### AIM OF THE EXERCISE:
Two lines in the data below mark the range: the one with "let serialized = serde_json::to_string(value).map_err(|e|" and the one with "let request = HttpRequest". Return both, along with every line between them, exactly.
** Opening EXTRACTED MATERIAL block **
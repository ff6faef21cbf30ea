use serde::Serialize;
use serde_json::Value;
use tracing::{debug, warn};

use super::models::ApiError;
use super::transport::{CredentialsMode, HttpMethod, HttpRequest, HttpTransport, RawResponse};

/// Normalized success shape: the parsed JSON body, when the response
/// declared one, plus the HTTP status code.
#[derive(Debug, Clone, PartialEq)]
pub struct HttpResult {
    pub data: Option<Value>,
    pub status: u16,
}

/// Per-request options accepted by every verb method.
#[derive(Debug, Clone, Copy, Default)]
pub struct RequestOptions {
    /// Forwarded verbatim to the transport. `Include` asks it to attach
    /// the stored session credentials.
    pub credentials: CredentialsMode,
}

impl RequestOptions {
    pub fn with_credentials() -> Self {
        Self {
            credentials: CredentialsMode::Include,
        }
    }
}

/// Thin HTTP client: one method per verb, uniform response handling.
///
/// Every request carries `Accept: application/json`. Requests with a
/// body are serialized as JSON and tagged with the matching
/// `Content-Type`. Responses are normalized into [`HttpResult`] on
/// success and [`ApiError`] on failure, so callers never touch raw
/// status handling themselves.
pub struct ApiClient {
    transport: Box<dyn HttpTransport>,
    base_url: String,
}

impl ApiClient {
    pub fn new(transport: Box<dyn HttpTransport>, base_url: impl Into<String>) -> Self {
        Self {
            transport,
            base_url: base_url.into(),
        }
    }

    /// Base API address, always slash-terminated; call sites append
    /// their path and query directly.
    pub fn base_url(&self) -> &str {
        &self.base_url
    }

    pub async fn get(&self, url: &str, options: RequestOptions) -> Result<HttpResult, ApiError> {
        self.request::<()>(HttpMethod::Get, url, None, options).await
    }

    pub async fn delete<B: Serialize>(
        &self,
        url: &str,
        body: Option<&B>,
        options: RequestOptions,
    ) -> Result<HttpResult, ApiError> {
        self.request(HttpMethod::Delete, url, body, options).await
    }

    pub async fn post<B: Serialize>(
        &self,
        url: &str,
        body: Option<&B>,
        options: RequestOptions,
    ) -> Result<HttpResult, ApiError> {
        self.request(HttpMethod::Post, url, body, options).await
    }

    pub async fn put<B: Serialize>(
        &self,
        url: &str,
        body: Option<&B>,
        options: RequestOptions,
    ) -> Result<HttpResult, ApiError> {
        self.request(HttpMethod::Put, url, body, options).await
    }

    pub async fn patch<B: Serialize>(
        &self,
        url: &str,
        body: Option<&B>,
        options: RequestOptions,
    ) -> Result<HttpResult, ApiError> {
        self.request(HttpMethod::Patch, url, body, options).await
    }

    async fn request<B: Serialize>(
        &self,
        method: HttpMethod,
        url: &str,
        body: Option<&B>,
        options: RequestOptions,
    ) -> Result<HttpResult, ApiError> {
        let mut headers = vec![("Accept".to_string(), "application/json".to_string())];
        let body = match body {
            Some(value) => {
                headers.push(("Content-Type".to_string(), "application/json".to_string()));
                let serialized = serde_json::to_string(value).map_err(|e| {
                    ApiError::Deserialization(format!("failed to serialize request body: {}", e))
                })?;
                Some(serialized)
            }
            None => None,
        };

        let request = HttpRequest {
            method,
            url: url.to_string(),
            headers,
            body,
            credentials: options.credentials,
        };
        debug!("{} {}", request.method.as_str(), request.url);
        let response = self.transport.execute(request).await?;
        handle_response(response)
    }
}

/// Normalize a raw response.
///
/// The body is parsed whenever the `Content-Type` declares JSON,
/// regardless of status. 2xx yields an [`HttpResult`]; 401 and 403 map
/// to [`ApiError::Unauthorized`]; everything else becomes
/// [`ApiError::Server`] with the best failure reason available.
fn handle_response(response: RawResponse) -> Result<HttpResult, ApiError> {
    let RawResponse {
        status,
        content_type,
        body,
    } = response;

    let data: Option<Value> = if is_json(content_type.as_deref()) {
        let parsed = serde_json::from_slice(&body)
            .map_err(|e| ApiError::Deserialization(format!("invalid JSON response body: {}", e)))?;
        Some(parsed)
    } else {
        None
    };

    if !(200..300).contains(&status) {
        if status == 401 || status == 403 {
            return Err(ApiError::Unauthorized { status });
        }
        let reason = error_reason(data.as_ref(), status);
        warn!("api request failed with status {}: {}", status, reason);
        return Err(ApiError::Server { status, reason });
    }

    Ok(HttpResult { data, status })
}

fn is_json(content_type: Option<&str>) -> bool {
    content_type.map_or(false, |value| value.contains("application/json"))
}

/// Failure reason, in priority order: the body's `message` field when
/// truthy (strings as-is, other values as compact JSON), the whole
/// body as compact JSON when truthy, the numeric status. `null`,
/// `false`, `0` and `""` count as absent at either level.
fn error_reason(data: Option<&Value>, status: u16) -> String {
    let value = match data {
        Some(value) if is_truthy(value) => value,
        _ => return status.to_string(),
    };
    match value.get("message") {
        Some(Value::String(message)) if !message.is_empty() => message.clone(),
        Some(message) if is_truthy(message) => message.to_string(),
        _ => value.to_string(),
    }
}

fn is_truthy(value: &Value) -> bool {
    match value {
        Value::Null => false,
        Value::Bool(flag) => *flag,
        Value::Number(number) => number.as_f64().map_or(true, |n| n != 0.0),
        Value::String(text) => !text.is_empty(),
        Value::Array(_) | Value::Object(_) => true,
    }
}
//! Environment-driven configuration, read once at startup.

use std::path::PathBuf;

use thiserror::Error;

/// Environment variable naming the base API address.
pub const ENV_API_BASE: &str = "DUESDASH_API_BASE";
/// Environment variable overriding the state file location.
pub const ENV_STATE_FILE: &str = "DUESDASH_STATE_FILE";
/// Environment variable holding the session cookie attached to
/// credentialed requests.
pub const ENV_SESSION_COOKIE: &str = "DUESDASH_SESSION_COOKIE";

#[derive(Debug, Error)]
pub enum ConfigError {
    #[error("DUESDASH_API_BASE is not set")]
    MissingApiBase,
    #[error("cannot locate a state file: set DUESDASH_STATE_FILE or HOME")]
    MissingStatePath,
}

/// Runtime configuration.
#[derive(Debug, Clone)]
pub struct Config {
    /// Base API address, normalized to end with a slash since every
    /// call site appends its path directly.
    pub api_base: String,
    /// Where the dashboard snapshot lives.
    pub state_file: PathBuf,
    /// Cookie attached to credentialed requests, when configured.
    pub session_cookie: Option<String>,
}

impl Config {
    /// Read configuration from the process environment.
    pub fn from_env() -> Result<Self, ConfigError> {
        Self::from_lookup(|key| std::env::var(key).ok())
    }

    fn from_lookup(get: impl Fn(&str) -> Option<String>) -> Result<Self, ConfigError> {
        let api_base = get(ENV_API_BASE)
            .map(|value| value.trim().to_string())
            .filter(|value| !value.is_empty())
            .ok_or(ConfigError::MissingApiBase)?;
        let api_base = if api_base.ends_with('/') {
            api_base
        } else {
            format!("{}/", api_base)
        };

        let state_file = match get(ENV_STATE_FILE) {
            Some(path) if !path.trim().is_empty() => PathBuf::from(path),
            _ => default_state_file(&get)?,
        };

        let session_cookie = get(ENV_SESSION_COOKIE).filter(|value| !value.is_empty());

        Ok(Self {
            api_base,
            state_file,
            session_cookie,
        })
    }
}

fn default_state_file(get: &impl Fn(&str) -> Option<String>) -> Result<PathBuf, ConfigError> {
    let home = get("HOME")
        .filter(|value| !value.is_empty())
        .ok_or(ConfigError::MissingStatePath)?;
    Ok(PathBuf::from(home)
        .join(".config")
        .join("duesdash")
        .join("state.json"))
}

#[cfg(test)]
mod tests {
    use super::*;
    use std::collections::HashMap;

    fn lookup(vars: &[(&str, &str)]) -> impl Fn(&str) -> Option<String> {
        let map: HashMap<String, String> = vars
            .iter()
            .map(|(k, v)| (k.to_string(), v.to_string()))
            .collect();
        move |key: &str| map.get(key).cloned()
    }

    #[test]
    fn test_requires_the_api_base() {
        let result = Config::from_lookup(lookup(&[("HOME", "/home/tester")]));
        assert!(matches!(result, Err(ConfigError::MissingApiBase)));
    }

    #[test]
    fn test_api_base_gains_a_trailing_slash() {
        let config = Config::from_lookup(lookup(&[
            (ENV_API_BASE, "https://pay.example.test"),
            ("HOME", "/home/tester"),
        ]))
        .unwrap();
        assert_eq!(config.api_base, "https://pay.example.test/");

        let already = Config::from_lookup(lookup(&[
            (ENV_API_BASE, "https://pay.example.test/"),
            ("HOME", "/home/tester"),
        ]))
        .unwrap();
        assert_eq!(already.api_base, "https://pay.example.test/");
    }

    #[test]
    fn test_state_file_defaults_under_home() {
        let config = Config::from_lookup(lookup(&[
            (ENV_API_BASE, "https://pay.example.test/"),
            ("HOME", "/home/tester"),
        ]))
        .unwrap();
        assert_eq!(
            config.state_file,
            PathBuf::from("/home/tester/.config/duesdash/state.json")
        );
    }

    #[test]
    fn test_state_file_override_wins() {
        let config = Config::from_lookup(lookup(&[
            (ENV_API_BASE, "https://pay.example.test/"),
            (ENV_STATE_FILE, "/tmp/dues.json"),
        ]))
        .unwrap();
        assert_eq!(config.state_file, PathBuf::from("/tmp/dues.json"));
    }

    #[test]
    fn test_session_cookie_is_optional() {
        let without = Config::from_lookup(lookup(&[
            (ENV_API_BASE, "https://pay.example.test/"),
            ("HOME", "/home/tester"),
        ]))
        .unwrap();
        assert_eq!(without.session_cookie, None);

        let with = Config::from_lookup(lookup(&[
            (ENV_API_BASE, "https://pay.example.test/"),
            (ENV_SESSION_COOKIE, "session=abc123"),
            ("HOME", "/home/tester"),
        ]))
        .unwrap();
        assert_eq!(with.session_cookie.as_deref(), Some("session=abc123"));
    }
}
** Closing EXTRACTED MATERIAL block **
### TASK RESPONSE:
                let serialized = serde_json::to_string(value).map_err(|e| {
                    ApiError::Deserialization(format!("failed to serialize request body: {}", e))
                })?;
                Some(serialized)
            }
            None => None,
        };

        let request = HttpRequest {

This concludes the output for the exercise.